I am often asked the question, “What is the difference between Focusing and therapy?”, and it always startles me a little, as if someone were asking the difference between breathing and making mudpies. Because of course Focusing is something that we hope is happening in therapy, especially in the client but ideally in the therapist, too.
So I ask, and it usually turns out that what the questioner is really wanting to know is: “What is the difference between doing therapy as a therapist using Focusing, and guiding a person through Focusing as a non-therapist?” This is a question which interests me greatly, and to which I have given a great deal of thought over the years, since it is clear to me that I am not a therapist even though I do one-to-one Focusing sessions with people, and charge for them.
If you exchange Focusing sessions with someone, and don’t charge, then that is a Focusing partnership, and it’s fairly easy to see that the exchange of roles makes this a relationship that is different from therapy. So if Focusing guiding sessions (paid, one-way) are different from therapy sessions, it must also be that something about the relationship is different. I would say, yes, very much so.
In general, what distinguishes Focusing Guide from Focusing Therapist is the quality and the character of the relationship. The Focusing Therapist is concerned with the “interpersonal space,” as Gendlin calls it, and attends to the quality of that space as a key part of the therapeutic process.
(As an aside, I need to mention that there is some controversy over what to call a therapist who uses Focusing as a primary modality. “Focusing Therapist,” “Focusing-Oriented Therapist,” and “Experiential Therapist,” are three possibilities. I apologize for using the shortest for convenience in this paper.)
In his paper, “Focusing Therapy: Some Basic Statements,” Johannes Wiltschko writes: “I now have to mention the importance of the specific relationship between client and therapist. This is, besides working on the felt sense, the main aspect of Focusing Therapy. … The relational space between client and therapist is the living space in which the client’s developmental process can occur” (The Focusing Folio, 14, 3, available from The Focusing Institute).
Of course there are many different ways of doing Focusing Therapy, so any one of my generalizations about Focusing Therapists may not apply to a particular Focusing Therapist. But I hope that these distinctions make a cluster which, as a whole, distinguishes Focusing Therapist from Focusing Guide.
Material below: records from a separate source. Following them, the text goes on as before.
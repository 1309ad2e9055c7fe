//! Implementations of Codec for tuples.
//!
//! A tuple is encoded like a struct with the same field types.

use crate::{
    layout::{Layout, Plan},
    Describe, EncodeSize, Error, Field, Read, Schema, Write,
};
use bytes::{Buf, BufMut};
use paste::paste;

macro_rules! impl_codec_for_tuple {
    ($($index:literal),*) => {
        paste! {
            impl<$( [<T $index>]: Describe ),*> Describe for ( $( [<T $index>], )* ) {
                const SCHEMA: &'static Schema = &Schema::Struct {
                    fields: &[ $( Field { name: stringify!($index), schema: [<T $index>]::SCHEMA }, )* ],
                };
            }

            impl<$( [<T $index>]: EncodeSize ),*> EncodeSize for ( $( [<T $index>], )* ) {
                #[inline]
                fn scan(&self, plan: &mut Plan) {
                    $( self.$index.scan(plan); )*
                }

                #[inline]
                fn encode_size(&self, layout: &Layout) -> usize {
                    0 $( + self.$index.encode_size(layout) )*
                }
            }

            impl<$( [<T $index>]: Write ),*> Write for ( $( [<T $index>], )* ) {
                #[inline]
                fn write(&self, buf: &mut impl BufMut, layout: &Layout) {
                    $( self.$index.write(buf, layout); )*
                }
            }

            impl<$( [<T $index>]: Read ),*> Read for ( $( [<T $index>], )* ) {
                #[inline]
                fn read_cfg(buf: &mut impl Buf, layout: &Layout) -> Result<Self, Error> {
                    Ok(( $( [<T $index>]::read_cfg(buf, layout)?, )* ))
                }

                #[inline]
                fn read_into(&mut self, buf: &mut impl Buf, layout: &Layout) -> Result<(), Error> {
                    $( self.$index.read_into(buf, layout)?; )*
                    Ok(())
                }
            }
        }
    };
}

// Generate implementations for tuple sizes 1 through 12
impl_codec_for_tuple!(0);
impl_codec_for_tuple!(0, 1);
impl_codec_for_tuple!(0, 1, 2);
impl_codec_for_tuple!(0, 1, 2, 3);
impl_codec_for_tuple!(0, 1, 2, 3, 4);
impl_codec_for_tuple!(0, 1, 2, 3, 4, 5);
impl_codec_for_tuple!(0, 1, 2, 3, 4, 5, 6);
impl_codec_for_tuple!(0, 1, 2, 3, 4, 5, 6, 7);
impl_codec_for_tuple!(0, 1, 2, 3, 4, 5, 6, 7, 8);
impl_codec_for_tuple!(0, 1, 2, 3, 4, 5, 6, 7, 8, 9);
impl_codec_for_tuple!(0, 1, 2, 3, 4, 5, 6, 7, 8, 9, 10);
impl_codec_for_tuple!(0, 1, 2, 3, 4, 5, 6, 7, 8, 9, 10, 11);

#[cfg(test)]
mod tests {
    use crate::{deserialize, serialize, Describe, Field, Schema};

    #[test]
    fn test_tuple() {
        let tuple_values = [(1u16, None), (1u16, Some(2u32))];
        for value in tuple_values {
            let encoded = serialize(&value);
            let decoded = deserialize::<(u16, Option<u32>)>(&encoded).unwrap();
            assert_eq!(value, decoded);
        }
    }

    #[test]
    fn test_tuple_schema() {
        const EXPECTED: Schema = Schema::Struct {
            fields: &[
                Field {
                    name: "0",
                    schema: &Schema::U8,
                },
                Field {
                    name: "1",
                    schema: &Schema::String,
                },
            ],
        };
        assert_eq!(<(u8, String)>::SCHEMA, &EXPECTED);
    }

    #[test]
    fn test_large_tuple() {
        let value = (1u8, 2u16, 3u32, 4u64, 5i8, 6i16, 7i32, 8i64, 'x', true, (), String::new());
        let encoded = serialize(&value);
        assert_eq!(deserialize(&encoded), Ok(value));
    }
}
A. The Focusing Guide Primarily Facilitates the Inner Relationship
The Focusing Guide has the job of helping the client to focus. This is primary. Focusing is an inner relationship, so in the office of the Focusing Guide, the inner relationship, the relationship of the client to the felt sense, is primary.
The Focusing Therapist has a larger job: being present for this whole person’s (emotional, spiritual) growth at this time in their life.
For a Focusing Guide, process is not only more important than content – as I’m sure it is for many therapists – process is supreme. It would be rare for a therapist to say to a client, as Focusing Guides often do, “You don’t need to tell me what just came. Just be sure you really receive it for yourself.” The therapist would usually consider it therapeutic, and a valuable part of the relationship, for the client to share what came. The Focusing Guide considers the communication between client and guide to be relatively unimportant next to the communication between client and client.
B. Therapists Need to Pay Attention to Relationship Issues
Therapists need to be alert for transference and countertransference, and use the awareness of these issues therapeutically in the work with the client. As a Focusing Guide, if I encounter transference and countertransference, it’s no more strongly than in any teacher-student relationship. If I did encounter them – if a client got very upset or very closed down at the prospect of my taking a planned vacation, for example – it would suggest to me that we needed to discuss a referral to a therapist.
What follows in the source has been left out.